20. The system for controlling flowback of proppants according to claim 18 wherein the aqueous soluble mixture further comprises an adhesive.

21. The system for controlling flowback of proppants according to claim 20 wherein the adhesive comprises collagen.

22. The system for controlling flowback of proppants according to claim 18 wherein the aqueous soluble mixture dissolves under downhole conditions causing the compressed springs to be released from the encapsulated state and expand to form an in-situ filter in the fracture adjacent to the wellbore.

23. The system for controlling flowback of proppants according to claim 22 wherein the aqueous soluble mixture dissolves in approximately 3 to 8 hours.

24. The system for controlling flowback of proppants according to claim 22 wherein the aqueous soluble mixture dissolves in temperatures greater than approximately 55° C.

25. The system for controlling flowback of proppants according to claim 16 wherein each of the compressed springs comprises at least one spring selected from the group consisting of a torsion spring, a compression spring, an open coil spring, a helical spring and a clock spring.

26. The system for controlling flowback of proppants according to claim 25 wherein the springs are clock springs and a plurality of elongated members are attached at one end to each clock spring.

27. The system for controlling flowback of proppants according to claim 26 wherein the other end of the plurality of elongated members are anchored by, and attached to, a ball.

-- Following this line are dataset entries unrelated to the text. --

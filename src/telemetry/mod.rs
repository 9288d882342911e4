//! Tracing subscriber setup with optional OpenTelemetry export.
//!
//! # Environment Variables
//!
//! | Variable | Description | Default |
//! |----------|-------------|---------|
//! | `RUST_LOG` | `EnvFilter` directives | `info` |
//! | `LOG_FORMAT` | `text` or `json` console output | `text` |
//! | `OTEL_ENABLED` | Enable OpenTelemetry tracing | `false` |
//! | `OTEL_ENDPOINT` | OTLP gRPC endpoint | `http://localhost:4317` |
//! | `OTEL_SERVICE_NAME` | Service name in traces | `push-dispatch-service` |
//! | `OTEL_SAMPLING_RATIO` | Trace sampling ratio (0.0-1.0) | `1.0` |

use opentelemetry::trace::TracerProvider;
use opentelemetry_otlp::WithExportConfig;
use opentelemetry_sdk::{
    runtime,
    trace::{RandomIdGenerator, Sampler, TracerProvider as SdkTracerProvider},
    Resource,
};
use tracing_subscriber::{layer::SubscriberExt, util::SubscriberInitExt, EnvFilter};

use crate::config::{LoggingConfig, OtelConfig};

/// Result type for telemetry operations
pub type TelemetryResult<T> = Result<T, TelemetryError>;

#[derive(Debug, thiserror::Error)]
pub enum TelemetryError {
    #[error("Failed to build OTLP exporter: {0}")]
    ExporterBuild(String),
}

/// Keeps the tracer provider alive; flushes pending spans on drop.
pub struct TelemetryGuard {
    provider: Option<SdkTracerProvider>,
}

impl Drop for TelemetryGuard {
    fn drop(&mut self) {
        if let Some(provider) = self.provider.take() {
            tracing::info!("Shutting down OpenTelemetry tracer provider");
            if let Err(e) = provider.shutdown() {
                eprintln!("OpenTelemetry shutdown failed: {}", e);
            }
        }
    }
}

/// Install the global tracing subscriber.
///
/// Console output is plain text or JSON per `logging.format`. When OTLP
/// export is enabled, spans are also batched to the collector.
pub fn init_telemetry(logging: &LoggingConfig, otel: &OtelConfig) -> TelemetryResult<TelemetryGuard> {
    let env_filter = EnvFilter::try_from_default_env()
        .unwrap_or_else(|_| EnvFilter::new("info"));

    let json = logging.is_json();
    let json_layer = json.then(|| tracing_subscriber::fmt::layer().json());
    let text_layer = (!json).then(tracing_subscriber::fmt::layer);

    let provider = if otel.enabled {
        Some(init_otel_tracer(otel)?)
    } else {
        None
    };
    let otel_layer = provider.as_ref().map(|provider| {
        let tracer = provider.tracer(otel.service_name.clone());
        tracing_opentelemetry::layer().with_tracer(tracer)
    });

    tracing_subscriber::registry()
        .with(env_filter)
        .with(json_layer)
        .with(text_layer)
        .with(otel_layer)
        .init();

    if otel.enabled {
        tracing::info!(
            endpoint = %otel.endpoint,
            service_name = %otel.service_name,
            sampling_ratio = %otel.sampling_ratio,
            "OpenTelemetry tracing initialized"
        );
    } else {
        tracing::info!("Tracing initialized (OpenTelemetry disabled)");
    }

    Ok(TelemetryGuard { provider })
}

fn sampler_for(ratio: f64) -> Sampler {
    if ratio >= 1.0 {
        Sampler::AlwaysOn
    } else if ratio <= 0.0 {
        Sampler::AlwaysOff
    } else {
        Sampler::TraceIdRatioBased(ratio)
    }
}

fn init_otel_tracer(config: &OtelConfig) -> TelemetryResult<SdkTracerProvider> {
    use opentelemetry::KeyValue;

    let exporter = opentelemetry_otlp::SpanExporter::builder()
        .with_tonic()
        .with_endpoint(&config.endpoint)
        .build()
        .map_err(|e| TelemetryError::ExporterBuild(e.to_string()))?;

    let provider = SdkTracerProvider::builder()
        .with_batch_exporter(exporter, runtime::Tokio)
        .with_sampler(sampler_for(config.sampling_ratio))
        .with_id_generator(RandomIdGenerator::default())
        .with_resource(Resource::new(vec![
            KeyValue::new(
                opentelemetry_semantic_conventions::resource::SERVICE_NAME,
                config.service_name.clone(),
            ),
            KeyValue::new(
                opentelemetry_semantic_conventions::resource::SERVICE_VERSION,
                env!("CARGO_PKG_VERSION"),
            ),
        ]))
        .build();

    Ok(provider)
}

28. The system for controlling flowback of proppants according to claim 27 further comprising a flexible filter sheath attached to each spring and associated elongated members.

29. The system for controlling flowback of proppants according to claim 26 wherein the elongated members are formed of a material selected from the group of a stainless steel wire and a composite polymer.

30. The system for controlling flowback of proppants according to claim 28 wherein the flexible filter sheath is formed of a stainless woven wire cloth having a mesh size greater than 60-mesh.